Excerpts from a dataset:
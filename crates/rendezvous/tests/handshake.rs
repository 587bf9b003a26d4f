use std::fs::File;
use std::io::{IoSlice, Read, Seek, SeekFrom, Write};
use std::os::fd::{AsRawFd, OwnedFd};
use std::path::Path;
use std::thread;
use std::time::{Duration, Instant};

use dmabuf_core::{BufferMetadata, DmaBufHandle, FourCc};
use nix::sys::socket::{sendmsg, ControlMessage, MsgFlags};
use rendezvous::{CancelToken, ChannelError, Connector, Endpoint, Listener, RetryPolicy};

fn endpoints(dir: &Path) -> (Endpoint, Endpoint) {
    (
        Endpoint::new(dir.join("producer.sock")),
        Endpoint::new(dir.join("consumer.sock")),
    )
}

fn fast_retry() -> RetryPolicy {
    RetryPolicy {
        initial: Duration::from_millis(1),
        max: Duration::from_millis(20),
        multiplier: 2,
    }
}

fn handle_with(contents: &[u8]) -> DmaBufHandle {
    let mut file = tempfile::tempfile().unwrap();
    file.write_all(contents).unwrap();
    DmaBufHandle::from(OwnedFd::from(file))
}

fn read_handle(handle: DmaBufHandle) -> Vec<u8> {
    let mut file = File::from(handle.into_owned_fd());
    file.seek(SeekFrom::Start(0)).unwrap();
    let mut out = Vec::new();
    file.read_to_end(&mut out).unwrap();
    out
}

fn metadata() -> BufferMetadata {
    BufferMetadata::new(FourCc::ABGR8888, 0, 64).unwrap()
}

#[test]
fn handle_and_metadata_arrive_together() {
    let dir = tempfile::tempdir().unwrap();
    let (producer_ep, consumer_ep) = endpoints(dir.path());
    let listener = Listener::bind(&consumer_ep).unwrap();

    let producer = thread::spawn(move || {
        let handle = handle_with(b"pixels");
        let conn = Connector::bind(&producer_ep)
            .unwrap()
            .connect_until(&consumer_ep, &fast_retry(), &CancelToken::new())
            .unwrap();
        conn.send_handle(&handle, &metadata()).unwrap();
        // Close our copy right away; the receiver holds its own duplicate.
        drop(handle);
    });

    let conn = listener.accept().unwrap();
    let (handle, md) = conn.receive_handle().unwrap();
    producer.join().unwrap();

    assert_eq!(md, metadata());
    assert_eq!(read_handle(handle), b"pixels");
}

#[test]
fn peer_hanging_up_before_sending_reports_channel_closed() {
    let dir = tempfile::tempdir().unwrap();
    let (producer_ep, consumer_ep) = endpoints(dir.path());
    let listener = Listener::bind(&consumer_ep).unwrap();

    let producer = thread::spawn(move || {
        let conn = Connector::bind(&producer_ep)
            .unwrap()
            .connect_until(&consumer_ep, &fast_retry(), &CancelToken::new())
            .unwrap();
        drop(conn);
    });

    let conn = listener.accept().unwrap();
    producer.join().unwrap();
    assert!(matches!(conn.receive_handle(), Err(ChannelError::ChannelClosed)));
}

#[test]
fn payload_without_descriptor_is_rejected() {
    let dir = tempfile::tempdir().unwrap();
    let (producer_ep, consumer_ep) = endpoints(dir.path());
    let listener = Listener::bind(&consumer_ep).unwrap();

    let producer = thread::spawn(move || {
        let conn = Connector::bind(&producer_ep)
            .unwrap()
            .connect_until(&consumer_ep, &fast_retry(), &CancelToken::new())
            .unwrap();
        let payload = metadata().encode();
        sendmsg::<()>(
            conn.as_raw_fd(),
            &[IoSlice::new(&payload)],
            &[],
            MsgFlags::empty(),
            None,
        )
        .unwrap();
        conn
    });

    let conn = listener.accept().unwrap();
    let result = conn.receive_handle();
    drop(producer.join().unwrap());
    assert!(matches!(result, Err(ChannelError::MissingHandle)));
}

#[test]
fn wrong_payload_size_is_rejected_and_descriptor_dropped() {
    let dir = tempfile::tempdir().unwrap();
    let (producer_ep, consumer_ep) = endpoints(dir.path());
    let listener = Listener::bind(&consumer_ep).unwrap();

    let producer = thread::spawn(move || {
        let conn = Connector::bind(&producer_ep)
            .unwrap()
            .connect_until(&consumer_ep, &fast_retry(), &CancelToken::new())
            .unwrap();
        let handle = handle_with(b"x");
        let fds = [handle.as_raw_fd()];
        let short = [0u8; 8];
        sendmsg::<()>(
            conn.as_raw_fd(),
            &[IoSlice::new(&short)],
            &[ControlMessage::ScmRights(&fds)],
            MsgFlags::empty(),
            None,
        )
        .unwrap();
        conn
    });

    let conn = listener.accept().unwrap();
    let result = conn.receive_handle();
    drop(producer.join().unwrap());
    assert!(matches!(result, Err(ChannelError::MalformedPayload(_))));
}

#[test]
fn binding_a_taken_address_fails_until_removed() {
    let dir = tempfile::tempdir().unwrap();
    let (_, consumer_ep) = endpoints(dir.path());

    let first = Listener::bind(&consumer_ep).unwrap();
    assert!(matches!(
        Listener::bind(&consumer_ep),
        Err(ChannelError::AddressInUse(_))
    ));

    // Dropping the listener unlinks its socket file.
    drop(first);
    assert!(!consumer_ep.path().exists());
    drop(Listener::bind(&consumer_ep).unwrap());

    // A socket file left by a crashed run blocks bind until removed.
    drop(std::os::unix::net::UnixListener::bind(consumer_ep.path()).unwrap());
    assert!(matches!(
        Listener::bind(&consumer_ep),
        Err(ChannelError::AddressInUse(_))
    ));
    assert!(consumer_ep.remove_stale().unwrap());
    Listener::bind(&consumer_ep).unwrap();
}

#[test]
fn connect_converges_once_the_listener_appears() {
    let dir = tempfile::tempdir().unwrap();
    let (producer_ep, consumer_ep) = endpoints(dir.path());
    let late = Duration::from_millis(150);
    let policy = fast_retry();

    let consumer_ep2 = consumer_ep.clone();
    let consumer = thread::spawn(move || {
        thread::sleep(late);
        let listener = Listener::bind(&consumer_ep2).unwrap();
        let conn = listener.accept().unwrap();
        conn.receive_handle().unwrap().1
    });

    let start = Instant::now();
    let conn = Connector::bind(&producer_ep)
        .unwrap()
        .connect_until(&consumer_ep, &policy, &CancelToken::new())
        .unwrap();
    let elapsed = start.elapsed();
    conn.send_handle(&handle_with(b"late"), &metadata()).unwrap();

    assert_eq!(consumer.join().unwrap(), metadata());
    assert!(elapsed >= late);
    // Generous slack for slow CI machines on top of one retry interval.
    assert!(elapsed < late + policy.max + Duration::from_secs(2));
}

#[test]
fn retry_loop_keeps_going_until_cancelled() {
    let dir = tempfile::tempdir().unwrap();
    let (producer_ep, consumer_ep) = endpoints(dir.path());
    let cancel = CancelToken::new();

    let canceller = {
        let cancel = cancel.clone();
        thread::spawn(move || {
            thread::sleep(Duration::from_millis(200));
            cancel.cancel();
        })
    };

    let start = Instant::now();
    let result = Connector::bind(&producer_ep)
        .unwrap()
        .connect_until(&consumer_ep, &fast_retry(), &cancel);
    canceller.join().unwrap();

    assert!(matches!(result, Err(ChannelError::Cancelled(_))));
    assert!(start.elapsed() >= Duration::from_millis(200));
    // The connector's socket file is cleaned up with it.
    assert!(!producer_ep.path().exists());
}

▶ **Task directions**
Reproduce all the records shown above, unchanged.

▶ **Your solution**
filename crates/rendezvous/tests/handshake.rs
repository 587bf9b003a26d4f
use std::fs::File;
use std::io::{IoSlice, Read, Seek, SeekFrom, Write};
use std::os::fd::{AsRawFd, OwnedFd};
use std::path::Path;
use std::thread;
use std::time::{Duration, Instant};

use dmabuf_core::{BufferMetadata, DmaBufHandle, FourCc};
use nix::sys::socket::{sendmsg, ControlMessage, MsgFlags};
use rendezvous::{CancelToken, ChannelError, Connector, Endpoint, Listener, RetryPolicy};

fn endpoints(dir: &Path) -> (Endpoint, Endpoint) {
    (
        Endpoint::new(dir.join("producer.sock")),
        Endpoint::new(dir.join("consumer.sock")),
    )
}

fn fast_retry() -> RetryPolicy {
    RetryPolicy {
        initial: Duration::from_millis(1),
        max: Duration::from_millis(20),
        multiplier: 2,
    }
}

fn handle_with(contents: &[u8]) -> DmaBufHandle {
    let mut file = tempfile::tempfile().unwrap();
    file.write_all(contents).unwrap();
    DmaBufHandle::from(OwnedFd::from(file))
}

fn read_handle(handle: DmaBufHandle) -> Vec<u8> {
    let mut file = File::from(handle.into_owned_fd());
    file.seek(SeekFrom::Start(0)).unwrap();
    let mut out = Vec::new();
    file.read_to_end(&mut out).unwrap();
    out
}

fn metadata() -> BufferMetadata {
    BufferMetadata::new(FourCc::ABGR8888, 0, 64).unwrap()
}

#[test]
fn handle_and_metadata_arrive_together() {
    let dir = tempfile::tempdir().unwrap();
    let (producer_ep, consumer_ep) = endpoints(dir.path());
    let listener = Listener::bind(&consumer_ep).unwrap();

    let producer = thread::spawn(move || {
        let handle = handle_with(b"pixels");
        let conn = Connector::bind(&producer_ep)
            .unwrap()
            .connect_until(&consumer_ep, &fast_retry(), &CancelToken::new())
            .unwrap();
        conn.send_handle(&handle, &metadata()).unwrap();
        // Close our copy right away; the receiver holds its own duplicate.
        drop(handle);
    });

    let conn = listener.accept().unwrap();
    let (handle, md) = conn.receive_handle().unwrap();
    producer.join().unwrap();

    assert_eq!(md, metadata());
    assert_eq!(read_handle(handle), b"pixels");
}

#[test]
fn peer_hanging_up_before_sending_reports_channel_closed() {
    let dir = tempfile::tempdir().unwrap();
    let (producer_ep, consumer_ep) = endpoints(dir.path());
    let listener = Listener::bind(&consumer_ep).unwrap();

    let producer = thread::spawn(move || {
        let conn = Connector::bind(&producer_ep)
            .unwrap()
            .connect_until(&consumer_ep, &fast_retry(), &CancelToken::new())
            .unwrap();
        drop(conn);
    });

    let conn = listener.accept().unwrap();
    producer.join().unwrap();
    assert!(matches!(conn.receive_handle(), Err(ChannelError::ChannelClosed)));
}

#[test]
fn payload_without_descriptor_is_rejected() {
    let dir = tempfile::tempdir().unwrap();
    let (producer_ep, consumer_ep) = endpoints(dir.path());
    let listener = Listener::bind(&consumer_ep).unwrap();

    let producer = thread::spawn(move || {
        let conn = Connector::bind(&producer_ep)
            .unwrap()
            .connect_until(&consumer_ep, &fast_retry(), &CancelToken::new())
            .unwrap();
        let payload = metadata().encode();
        sendmsg::<()>(
            conn.as_raw_fd(),
            &[IoSlice::new(&payload)],
            &[],
            MsgFlags::empty(),
            None,
        )
        .unwrap();
        conn
    });

    let conn = listener.accept().unwrap();
    let result = conn.receive_handle();
    drop(producer.join().unwrap());
    assert!(matches!(result, Err(ChannelError::MissingHandle)));
}

#[test]
fn wrong_payload_size_is_rejected_and_descriptor_dropped() {
    let dir = tempfile::tempdir().unwrap();
    let (producer_ep, consumer_ep) = endpoints(dir.path());
    let listener = Listener::bind(&consumer_ep).unwrap();

    let producer = thread::spawn(move || {
        let conn = Connector::bind(&producer_ep)
            .unwrap()
            .connect_until(&consumer_ep, &fast_retry(), &CancelToken::new())
            .unwrap();
        let handle = handle_with(b"x");
        let fds = [handle.as_raw_fd()];
        let short = [0u8; 8];
        sendmsg::<()>(
            conn.as_raw_fd(),
            &[IoSlice::new(&short)],
            &[ControlMessage::ScmRights(&fds)],
            MsgFlags::empty(),
            None,
        )
        .unwrap();
        conn
    });

    let conn = listener.accept().unwrap();
    let result = conn.receive_handle();
    drop(producer.join().unwrap());
    assert!(matches!(result, Err(ChannelError::MalformedPayload(_))));
}

#[test]
fn binding_a_taken_address_fails_until_removed() {
    let dir = tempfile::tempdir().unwrap();
    let (_, consumer_ep) = endpoints(dir.path());

    let first = Listener::bind(&consumer_ep).unwrap();
    assert!(matches!(
        Listener::bind(&consumer_ep),
        Err(ChannelError::AddressInUse(_))
    ));

    // Dropping the listener unlinks its socket file.
    drop(first);
    assert!(!consumer_ep.path().exists());
    drop(Listener::bind(&consumer_ep).unwrap());

    // A socket file left by a crashed run blocks bind until removed.
    drop(std::os::unix::net::UnixListener::bind(consumer_ep.path()).unwrap());
    assert!(matches!(
        Listener::bind(&consumer_ep),
        Err(ChannelError::AddressInUse(_))
    ));
    assert!(consumer_ep.remove_stale().unwrap());
    Listener::bind(&consumer_ep).unwrap();
}

#[test]
fn connect_converges_once_the_listener_appears() {
    let dir = tempfile::tempdir().unwrap();
    let (producer_ep, consumer_ep) = endpoints(dir.path());
    let late = Duration::from_millis(150);
    let policy = fast_retry();

    let consumer_ep2 = consumer_ep.clone();
    let consumer = thread::spawn(move || {
        thread::sleep(late);
        let listener = Listener::bind(&consumer_ep2).unwrap();
        let conn = listener.accept().unwrap();
        conn.receive_handle().unwrap().1
    });

    let start = Instant::now();
    let conn = Connector::bind(&producer_ep)
        .unwrap()
        .connect_until(&consumer_ep, &policy, &CancelToken::new())
        .unwrap();
    let elapsed = start.elapsed();
    conn.send_handle(&handle_with(b"late"), &metadata()).unwrap();

    assert_eq!(consumer.join().unwrap(), metadata());
    assert!(elapsed >= late);
    // Generous slack for slow CI machines on top of one retry interval.
    assert!(elapsed < late + policy.max + Duration::from_secs(2));
}

#[test]
fn retry_loop_keeps_going_until_cancelled() {
    let dir = tempfile::tempdir().unwrap();
    let (producer_ep, consumer_ep) = endpoints(dir.path());
    let cancel = CancelToken::new();

    let canceller = {
        let cancel = cancel.clone();
        thread::spawn(move || {
            thread::sleep(Duration::from_millis(200));
            cancel.cancel();
        })
    };

    let start = Instant::now();
    let result = Connector::bind(&producer_ep)
        .unwrap()
        .connect_until(&consumer_ep, &fast_retry(), &cancel);
    canceller.join().unwrap();

    assert!(matches!(result, Err(ChannelError::Cancelled(_))));
    assert!(start.elapsed() >= Duration::from_millis(200));
    // The connector's socket file is cleaned up with it.
    assert!(!producer_ep.path().exists());
}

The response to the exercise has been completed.